Does anyone really think that Assemblyman Bill Monning's proposed tax on sugary drinks will reduce childhood obesity?
Monning, the Carmel Democrat who represents much of Santa Cruz County in the Assembly, has the best of intentions. And maybe the plan to tax sugar drinks at the rate of a penny an ounce will raise some much-needed money. But the tax, sadly, really wouldn't do much about the problem.
The idea brings to mind H.L. Mencken's famous line: "For every complex problem there is an answer that is clear, simple and wrong." Slapping a tax on soda pops really won't solve childhood obesity. Even if it does reduce soda consumption -- and that's far from clear -- the problem will stay with us.
Take a look at some real data. Two researchers, Sarah Anderson of Ohio State University of Public Health and Dr. Robert Whitaker of Temple University answer the following question in a recent issue of MedPage Today: Want to protect your preschooler from obesity?
Here's what they recommend:
1.Eat dinner as a family six or seven times a week.
2. Limit the time the child watches TV to less than two hours a day.
3. Make sure he or she gets more than 10.5 hours of sleep a night.
Those three things, according to research, would reduce the chance of obesity by 40 percent. Add to those, of course, getting more exercise.
Or, consider these words, from Dr. Thomas Inge, principal investigator at Cincinnati Children's Hospital Medical Center: “The reasons for weight gain are complex and multifactorial, influenced by genetics, environment, eating and physical activity habits, and society."
So how does a government address those solutions?

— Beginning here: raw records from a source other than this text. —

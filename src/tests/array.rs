use core::alloc::Layout;
use core::mem;
use core::ptr::NonNull;
use std::sync::atomic::AtomicUsize;
use std::sync::atomic::Ordering;

use crate::array::Array;
use crate::backing::BackingAlloc;
use crate::backing::Heap;
use crate::backing::Paged;

#[test]
fn test_new_initializes_every_element() {
  let array: Array<usize, Heap> = Array::new(64, |index, uninit| {
    uninit.write(index * 3);
  })
  .unwrap();

  assert_eq!(array.len(), 64);

  for (index, value) in array.as_slice().iter().enumerate() {
    assert_eq!(*value, index * 3);
  }
}

#[test]
fn test_zero_length_is_rejected() {
  let array: Option<Array<usize, Heap>> = Array::new(0, |_, uninit| {
    uninit.write(0);
  });

  assert!(array.is_none());
}

#[test]
fn test_memory_matches_layout() {
  let array: Array<u64, Heap> = Array::new(100, |_, uninit| {
    uninit.write(0);
  })
  .unwrap();

  assert_eq!(array.memory(), 100 * mem::size_of::<u64>());
}

#[test]
fn test_paged_backing_rounds_and_zeroes() {
  let layout: Layout = Layout::array::<u64>(3).unwrap();
  let ptr: NonNull<u8> = Paged::alloc(layout).unwrap();

  assert_eq!(ptr.as_ptr() as usize % 4096, 0);

  // SAFETY: The block spans a full page; `Paged` zero-fills it.
  unsafe {
    for offset in 0..4096 {
      assert_eq!(*ptr.as_ptr().add(offset), 0);
    }

    Paged::dealloc(ptr, layout);
  }
}

#[test]
fn test_paged_rejects_oversized_alignment() {
  let layout: Layout = Layout::from_size_align(64, 8192).unwrap();

  assert!(Paged::alloc(layout).is_none());
}

#[test]
fn test_drop_runs_element_destructors() {
  static DROPS: AtomicUsize = AtomicUsize::new(0);

  struct Tracked;

  impl Drop for Tracked {
    fn drop(&mut self) {
      DROPS.fetch_add(1, Ordering::Relaxed);
    }
  }

  let array: Array<Tracked, Heap> = Array::new(16, |_, uninit| {
    uninit.write(Tracked);
  })
  .unwrap();

  assert_eq!(DROPS.load(Ordering::Relaxed), 0);
  drop(array);
  assert_eq!(DROPS.load(Ordering::Relaxed), 16);
}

It doesn't, at least with a simple act. It's far easier to pick out a bad guy -- the soda pop companies -- and enact a tax. Easy answer. But not an effective one.
The political arena, sadly, is generally not the place to find sound scientific solutions. Yeah, it's probably better if children and adults alike cut down on the sugar drinks. And the soda pop tax will resonate with those who want to penalize big business. But it really wouldn't do much to solve the problem of childhood obesity.